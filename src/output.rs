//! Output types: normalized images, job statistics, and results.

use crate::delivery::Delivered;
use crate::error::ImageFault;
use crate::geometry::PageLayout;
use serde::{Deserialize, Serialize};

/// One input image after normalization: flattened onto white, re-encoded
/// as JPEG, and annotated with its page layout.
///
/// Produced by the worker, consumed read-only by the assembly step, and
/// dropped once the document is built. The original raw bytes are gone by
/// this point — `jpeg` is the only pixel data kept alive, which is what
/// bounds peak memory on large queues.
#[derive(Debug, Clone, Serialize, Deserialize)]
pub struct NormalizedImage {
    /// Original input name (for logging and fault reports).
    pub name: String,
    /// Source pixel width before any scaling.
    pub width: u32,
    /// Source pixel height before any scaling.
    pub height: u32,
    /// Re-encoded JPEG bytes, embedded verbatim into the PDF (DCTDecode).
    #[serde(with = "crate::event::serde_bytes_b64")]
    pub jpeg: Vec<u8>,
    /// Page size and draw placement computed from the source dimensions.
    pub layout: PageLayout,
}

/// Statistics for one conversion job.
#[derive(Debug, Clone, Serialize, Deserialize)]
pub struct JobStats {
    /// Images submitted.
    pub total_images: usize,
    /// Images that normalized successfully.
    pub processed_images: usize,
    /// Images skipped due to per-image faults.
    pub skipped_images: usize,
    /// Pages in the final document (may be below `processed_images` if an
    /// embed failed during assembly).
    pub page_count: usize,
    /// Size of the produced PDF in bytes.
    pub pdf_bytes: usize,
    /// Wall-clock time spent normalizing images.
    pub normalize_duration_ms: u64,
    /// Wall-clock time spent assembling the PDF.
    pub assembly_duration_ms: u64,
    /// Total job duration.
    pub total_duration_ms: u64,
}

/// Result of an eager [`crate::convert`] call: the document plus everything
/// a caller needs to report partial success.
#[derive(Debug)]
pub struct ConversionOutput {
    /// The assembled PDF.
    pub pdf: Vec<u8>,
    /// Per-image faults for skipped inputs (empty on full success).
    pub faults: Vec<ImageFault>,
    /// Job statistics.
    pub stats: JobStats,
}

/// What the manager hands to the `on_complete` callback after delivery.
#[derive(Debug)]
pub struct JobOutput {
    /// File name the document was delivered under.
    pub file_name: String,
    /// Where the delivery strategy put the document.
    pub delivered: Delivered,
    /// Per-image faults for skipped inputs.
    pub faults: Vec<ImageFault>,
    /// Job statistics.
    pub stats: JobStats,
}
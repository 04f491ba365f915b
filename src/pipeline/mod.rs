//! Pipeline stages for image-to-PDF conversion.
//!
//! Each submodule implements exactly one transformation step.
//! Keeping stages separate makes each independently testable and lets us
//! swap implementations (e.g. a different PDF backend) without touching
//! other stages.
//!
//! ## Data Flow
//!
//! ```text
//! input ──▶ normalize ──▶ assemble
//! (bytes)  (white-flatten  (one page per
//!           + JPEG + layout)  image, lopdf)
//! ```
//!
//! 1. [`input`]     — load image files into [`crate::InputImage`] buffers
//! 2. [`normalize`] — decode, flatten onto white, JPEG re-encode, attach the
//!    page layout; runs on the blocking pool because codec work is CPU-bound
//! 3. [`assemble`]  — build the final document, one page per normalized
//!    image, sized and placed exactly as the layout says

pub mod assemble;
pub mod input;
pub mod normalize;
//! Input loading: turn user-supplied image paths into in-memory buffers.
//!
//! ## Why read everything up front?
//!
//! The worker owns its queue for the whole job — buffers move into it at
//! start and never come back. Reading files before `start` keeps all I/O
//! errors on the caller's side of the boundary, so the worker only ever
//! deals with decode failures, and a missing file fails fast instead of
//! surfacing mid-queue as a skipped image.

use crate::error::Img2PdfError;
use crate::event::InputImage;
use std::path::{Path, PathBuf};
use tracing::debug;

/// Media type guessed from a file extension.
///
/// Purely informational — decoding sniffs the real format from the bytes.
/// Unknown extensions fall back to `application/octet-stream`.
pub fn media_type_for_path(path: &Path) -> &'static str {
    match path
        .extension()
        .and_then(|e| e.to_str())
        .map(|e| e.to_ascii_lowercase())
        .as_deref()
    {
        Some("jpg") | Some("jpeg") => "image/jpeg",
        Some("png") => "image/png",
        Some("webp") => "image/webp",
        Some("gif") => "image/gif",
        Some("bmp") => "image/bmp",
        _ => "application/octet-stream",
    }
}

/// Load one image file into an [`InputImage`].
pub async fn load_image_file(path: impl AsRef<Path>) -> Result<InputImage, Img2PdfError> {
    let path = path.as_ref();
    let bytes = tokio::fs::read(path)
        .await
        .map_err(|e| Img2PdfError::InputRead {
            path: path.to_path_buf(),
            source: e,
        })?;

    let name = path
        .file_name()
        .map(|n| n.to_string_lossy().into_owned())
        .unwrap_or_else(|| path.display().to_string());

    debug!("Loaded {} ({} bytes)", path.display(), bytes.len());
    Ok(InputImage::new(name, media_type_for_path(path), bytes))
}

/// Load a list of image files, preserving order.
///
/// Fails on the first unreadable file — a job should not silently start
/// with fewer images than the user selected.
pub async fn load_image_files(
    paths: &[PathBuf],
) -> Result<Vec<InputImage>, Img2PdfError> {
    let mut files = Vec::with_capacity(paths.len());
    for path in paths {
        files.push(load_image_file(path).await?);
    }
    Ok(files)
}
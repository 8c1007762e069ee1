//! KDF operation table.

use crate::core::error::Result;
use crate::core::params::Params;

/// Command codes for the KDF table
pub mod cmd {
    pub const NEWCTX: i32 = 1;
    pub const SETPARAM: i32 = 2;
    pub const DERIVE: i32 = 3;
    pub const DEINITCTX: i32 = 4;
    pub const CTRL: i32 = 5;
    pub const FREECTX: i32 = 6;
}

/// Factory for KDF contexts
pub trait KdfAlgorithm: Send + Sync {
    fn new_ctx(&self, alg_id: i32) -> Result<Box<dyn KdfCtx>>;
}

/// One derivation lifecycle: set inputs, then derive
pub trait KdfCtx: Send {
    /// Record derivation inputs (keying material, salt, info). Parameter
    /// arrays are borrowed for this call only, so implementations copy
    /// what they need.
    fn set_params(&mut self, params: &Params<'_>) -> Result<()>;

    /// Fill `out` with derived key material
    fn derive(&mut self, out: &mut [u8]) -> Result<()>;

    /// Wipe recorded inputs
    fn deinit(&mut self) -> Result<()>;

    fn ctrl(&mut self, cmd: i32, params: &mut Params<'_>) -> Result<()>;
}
---
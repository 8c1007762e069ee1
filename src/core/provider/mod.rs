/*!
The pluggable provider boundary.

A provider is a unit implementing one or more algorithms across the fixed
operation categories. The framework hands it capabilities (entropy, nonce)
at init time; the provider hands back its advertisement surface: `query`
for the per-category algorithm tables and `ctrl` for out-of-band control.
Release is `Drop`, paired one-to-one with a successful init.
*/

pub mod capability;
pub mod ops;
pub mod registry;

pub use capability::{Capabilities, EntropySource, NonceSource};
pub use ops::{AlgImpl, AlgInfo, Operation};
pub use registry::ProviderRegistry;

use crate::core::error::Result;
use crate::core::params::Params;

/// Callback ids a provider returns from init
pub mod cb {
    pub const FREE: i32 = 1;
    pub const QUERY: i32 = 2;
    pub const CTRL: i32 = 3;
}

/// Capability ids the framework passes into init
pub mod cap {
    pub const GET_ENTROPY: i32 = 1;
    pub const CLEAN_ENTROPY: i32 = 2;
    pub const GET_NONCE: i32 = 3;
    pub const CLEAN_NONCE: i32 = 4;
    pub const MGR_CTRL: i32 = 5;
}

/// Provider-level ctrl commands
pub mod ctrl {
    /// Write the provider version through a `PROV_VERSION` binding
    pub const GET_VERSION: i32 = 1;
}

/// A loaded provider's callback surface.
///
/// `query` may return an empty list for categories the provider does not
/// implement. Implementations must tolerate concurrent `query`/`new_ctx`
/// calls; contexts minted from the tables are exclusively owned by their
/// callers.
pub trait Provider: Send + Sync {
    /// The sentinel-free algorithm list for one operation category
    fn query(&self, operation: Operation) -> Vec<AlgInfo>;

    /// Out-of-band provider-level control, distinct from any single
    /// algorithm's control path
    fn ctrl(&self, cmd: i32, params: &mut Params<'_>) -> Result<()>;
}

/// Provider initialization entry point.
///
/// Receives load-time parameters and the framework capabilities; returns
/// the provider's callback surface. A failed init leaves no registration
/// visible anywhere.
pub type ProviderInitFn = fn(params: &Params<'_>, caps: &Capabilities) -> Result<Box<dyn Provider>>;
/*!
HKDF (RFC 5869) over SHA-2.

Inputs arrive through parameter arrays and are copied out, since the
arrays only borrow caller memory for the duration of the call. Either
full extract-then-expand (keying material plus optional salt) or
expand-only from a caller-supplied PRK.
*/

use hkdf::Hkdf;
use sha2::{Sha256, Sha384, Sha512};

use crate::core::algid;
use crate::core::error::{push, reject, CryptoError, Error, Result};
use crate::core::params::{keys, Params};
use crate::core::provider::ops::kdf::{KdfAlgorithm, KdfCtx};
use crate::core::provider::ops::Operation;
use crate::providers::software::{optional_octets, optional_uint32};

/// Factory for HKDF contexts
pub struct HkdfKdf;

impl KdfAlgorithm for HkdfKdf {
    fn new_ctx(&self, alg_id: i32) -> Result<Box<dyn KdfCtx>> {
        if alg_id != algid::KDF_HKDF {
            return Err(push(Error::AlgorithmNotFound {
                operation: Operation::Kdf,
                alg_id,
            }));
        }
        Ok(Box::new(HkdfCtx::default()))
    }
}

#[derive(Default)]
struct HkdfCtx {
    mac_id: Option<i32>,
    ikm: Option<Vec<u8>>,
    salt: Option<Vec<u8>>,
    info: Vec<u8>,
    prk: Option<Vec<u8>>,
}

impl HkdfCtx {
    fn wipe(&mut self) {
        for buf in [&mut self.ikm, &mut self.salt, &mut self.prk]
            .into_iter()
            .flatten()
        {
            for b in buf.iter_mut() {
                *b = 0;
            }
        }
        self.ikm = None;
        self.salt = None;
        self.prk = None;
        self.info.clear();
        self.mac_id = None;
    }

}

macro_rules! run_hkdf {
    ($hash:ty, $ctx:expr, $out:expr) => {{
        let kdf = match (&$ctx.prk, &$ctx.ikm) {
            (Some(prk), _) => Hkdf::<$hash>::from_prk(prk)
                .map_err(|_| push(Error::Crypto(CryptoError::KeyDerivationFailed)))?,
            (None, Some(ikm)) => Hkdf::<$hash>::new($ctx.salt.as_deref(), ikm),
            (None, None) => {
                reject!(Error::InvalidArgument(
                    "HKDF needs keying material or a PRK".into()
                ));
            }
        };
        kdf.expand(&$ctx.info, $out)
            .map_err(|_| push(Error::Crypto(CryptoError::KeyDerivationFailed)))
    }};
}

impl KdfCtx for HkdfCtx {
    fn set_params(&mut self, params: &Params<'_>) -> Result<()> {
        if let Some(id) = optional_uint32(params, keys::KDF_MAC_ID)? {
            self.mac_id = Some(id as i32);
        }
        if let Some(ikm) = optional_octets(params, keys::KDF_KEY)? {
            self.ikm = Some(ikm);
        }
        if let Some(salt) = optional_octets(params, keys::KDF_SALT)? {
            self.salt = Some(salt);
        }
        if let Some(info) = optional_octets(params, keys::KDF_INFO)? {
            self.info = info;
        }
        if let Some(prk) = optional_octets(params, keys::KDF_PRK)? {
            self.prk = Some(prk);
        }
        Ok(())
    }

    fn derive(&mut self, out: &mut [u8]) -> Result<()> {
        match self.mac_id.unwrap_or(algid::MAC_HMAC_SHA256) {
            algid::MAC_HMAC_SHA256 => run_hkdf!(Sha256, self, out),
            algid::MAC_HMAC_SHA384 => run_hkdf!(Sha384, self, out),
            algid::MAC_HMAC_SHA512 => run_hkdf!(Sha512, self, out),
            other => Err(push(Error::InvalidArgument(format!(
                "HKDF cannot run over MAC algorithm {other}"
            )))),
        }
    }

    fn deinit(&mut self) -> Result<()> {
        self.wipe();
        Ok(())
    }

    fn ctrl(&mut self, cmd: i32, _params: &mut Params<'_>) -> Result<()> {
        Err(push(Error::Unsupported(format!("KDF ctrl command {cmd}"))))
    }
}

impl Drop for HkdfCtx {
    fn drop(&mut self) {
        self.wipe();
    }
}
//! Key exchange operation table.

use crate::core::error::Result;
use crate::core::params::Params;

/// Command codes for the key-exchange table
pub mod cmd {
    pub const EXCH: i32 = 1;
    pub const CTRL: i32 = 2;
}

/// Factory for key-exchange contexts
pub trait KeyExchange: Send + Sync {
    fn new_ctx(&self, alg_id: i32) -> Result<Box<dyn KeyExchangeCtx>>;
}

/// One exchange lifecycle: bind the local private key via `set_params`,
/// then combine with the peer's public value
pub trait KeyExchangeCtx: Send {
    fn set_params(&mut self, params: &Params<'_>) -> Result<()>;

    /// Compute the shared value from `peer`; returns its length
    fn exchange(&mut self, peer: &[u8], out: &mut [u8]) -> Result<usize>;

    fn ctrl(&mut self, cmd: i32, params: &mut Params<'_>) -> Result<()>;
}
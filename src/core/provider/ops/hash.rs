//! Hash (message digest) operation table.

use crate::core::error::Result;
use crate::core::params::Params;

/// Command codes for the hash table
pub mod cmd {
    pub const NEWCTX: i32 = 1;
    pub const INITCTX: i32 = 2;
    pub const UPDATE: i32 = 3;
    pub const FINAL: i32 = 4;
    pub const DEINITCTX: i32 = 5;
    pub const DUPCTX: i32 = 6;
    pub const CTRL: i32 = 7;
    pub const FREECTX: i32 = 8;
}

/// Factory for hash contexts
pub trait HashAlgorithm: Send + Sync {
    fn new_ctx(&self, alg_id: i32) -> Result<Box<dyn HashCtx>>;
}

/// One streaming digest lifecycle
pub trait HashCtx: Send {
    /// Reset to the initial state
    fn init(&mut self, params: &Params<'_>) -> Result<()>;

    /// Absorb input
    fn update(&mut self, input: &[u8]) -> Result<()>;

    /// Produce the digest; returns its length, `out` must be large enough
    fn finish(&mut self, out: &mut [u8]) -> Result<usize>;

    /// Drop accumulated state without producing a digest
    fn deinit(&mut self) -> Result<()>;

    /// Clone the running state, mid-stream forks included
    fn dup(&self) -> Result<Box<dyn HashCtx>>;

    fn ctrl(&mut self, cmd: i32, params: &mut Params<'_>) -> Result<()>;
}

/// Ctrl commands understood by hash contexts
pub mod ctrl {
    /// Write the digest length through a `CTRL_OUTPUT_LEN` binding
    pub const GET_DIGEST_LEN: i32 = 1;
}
--
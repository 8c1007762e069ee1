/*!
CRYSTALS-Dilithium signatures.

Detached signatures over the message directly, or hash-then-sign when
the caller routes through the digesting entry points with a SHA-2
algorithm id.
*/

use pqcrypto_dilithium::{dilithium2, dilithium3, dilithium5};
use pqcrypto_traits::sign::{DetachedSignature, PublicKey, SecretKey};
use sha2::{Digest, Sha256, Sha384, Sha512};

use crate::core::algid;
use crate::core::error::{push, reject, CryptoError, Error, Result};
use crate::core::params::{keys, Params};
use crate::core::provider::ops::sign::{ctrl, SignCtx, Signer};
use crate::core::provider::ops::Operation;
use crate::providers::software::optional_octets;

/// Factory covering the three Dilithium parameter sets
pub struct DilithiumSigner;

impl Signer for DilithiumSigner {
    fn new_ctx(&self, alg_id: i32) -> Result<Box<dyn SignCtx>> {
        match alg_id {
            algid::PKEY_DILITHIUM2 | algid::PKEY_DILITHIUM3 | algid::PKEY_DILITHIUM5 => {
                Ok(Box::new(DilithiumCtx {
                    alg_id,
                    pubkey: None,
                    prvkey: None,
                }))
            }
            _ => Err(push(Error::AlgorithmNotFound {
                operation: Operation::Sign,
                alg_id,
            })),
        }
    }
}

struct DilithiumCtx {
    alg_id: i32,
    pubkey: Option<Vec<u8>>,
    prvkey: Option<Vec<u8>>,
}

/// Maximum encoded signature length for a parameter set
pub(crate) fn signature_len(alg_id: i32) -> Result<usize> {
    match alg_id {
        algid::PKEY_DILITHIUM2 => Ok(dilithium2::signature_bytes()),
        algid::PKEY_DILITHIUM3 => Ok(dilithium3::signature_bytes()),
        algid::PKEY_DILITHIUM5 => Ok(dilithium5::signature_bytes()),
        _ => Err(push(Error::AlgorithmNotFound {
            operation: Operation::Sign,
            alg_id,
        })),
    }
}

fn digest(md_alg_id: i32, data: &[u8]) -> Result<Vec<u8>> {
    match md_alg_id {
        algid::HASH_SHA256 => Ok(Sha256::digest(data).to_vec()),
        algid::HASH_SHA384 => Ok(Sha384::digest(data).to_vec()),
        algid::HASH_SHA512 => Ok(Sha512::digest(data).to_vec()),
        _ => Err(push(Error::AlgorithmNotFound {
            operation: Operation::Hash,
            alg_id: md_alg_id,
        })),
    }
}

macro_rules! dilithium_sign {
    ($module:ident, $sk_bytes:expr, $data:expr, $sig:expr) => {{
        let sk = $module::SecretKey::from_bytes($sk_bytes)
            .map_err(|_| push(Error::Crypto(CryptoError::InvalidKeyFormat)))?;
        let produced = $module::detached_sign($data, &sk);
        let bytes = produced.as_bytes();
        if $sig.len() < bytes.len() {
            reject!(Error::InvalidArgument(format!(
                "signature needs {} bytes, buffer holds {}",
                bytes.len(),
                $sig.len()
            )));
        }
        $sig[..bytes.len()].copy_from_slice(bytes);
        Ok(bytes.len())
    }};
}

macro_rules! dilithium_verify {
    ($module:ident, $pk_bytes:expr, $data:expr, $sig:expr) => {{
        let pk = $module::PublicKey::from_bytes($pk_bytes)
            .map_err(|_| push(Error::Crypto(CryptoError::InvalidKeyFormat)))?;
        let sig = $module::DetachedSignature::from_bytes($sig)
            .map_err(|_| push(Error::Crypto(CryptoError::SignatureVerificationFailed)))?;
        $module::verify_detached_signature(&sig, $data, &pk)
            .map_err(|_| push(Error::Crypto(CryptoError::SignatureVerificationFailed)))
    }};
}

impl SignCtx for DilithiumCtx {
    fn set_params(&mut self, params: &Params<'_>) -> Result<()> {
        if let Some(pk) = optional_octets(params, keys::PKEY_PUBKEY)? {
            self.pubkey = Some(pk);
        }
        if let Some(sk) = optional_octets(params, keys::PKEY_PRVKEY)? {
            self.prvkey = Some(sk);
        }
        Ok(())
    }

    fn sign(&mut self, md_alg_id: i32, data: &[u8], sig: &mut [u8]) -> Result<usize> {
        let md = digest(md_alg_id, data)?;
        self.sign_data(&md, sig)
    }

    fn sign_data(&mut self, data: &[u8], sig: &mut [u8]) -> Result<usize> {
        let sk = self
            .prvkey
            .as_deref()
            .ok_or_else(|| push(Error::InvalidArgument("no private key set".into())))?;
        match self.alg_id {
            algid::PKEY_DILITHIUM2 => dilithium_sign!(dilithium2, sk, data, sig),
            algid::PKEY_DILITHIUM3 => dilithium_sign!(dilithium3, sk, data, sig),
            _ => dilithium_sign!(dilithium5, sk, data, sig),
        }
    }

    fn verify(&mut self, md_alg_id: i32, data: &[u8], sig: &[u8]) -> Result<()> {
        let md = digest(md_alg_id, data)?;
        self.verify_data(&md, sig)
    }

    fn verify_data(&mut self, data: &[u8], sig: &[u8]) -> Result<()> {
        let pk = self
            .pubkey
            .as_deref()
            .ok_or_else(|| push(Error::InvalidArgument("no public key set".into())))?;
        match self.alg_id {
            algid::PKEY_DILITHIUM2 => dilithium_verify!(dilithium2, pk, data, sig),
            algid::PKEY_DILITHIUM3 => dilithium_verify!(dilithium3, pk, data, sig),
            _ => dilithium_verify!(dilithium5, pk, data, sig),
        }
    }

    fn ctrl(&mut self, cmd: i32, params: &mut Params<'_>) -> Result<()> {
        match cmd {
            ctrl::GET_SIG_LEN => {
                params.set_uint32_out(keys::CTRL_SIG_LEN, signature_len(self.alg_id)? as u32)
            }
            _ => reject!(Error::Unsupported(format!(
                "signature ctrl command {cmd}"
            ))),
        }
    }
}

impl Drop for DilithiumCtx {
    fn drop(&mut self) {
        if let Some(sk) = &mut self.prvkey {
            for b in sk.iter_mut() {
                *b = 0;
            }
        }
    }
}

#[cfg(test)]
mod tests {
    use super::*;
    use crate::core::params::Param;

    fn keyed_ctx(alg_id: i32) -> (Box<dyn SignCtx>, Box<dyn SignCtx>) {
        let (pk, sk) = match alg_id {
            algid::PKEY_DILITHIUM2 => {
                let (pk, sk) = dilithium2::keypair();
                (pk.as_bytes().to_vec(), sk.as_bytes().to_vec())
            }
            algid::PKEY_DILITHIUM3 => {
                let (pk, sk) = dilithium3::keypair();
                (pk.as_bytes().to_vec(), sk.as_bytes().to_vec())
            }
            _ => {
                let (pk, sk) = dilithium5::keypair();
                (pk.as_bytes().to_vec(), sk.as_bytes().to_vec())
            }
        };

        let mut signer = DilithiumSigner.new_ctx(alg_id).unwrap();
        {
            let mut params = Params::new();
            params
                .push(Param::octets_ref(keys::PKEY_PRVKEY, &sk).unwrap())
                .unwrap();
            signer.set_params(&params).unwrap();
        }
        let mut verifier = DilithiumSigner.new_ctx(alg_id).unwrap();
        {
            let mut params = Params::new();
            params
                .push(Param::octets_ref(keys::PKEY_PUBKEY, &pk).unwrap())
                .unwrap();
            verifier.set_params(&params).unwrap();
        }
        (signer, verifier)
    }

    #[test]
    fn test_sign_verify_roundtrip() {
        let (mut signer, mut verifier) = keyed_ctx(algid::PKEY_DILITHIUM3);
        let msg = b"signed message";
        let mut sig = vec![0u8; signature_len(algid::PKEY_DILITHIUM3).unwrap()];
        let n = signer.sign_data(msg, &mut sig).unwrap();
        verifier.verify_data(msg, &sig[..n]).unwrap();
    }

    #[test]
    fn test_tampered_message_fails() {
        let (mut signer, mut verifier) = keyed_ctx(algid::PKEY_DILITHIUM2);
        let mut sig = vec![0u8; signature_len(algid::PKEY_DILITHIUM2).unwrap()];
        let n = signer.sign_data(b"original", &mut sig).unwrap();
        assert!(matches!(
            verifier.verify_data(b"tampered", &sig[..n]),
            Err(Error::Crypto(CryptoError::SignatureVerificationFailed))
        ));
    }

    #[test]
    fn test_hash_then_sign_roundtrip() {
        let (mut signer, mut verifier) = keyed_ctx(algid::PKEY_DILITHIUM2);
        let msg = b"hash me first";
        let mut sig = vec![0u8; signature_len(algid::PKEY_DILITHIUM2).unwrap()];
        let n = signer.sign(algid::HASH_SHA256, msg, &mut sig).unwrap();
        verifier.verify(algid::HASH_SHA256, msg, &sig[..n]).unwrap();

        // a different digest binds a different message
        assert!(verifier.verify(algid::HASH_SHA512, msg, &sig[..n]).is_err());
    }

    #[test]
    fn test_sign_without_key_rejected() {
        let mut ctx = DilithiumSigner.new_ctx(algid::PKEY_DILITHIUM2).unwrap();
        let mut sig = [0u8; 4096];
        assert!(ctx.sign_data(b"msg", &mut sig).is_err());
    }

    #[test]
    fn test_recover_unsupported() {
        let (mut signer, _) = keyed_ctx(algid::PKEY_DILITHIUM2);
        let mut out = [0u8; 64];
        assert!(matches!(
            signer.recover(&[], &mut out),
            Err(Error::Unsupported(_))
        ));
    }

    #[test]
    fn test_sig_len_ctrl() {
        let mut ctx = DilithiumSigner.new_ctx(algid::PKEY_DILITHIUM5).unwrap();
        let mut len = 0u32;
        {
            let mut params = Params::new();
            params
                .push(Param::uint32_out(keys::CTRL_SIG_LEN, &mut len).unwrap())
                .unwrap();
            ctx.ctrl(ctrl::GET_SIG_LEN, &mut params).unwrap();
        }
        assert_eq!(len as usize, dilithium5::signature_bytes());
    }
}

● **Activity**: Task for the records above: copy every line in which the word "paths" occurs.

● **Task response**:
//! Input loading: turn user-supplied image paths into in-memory buffers.
    paths: &[PathBuf],
    let mut files = Vec::with_capacity(paths.len());
    for path in paths {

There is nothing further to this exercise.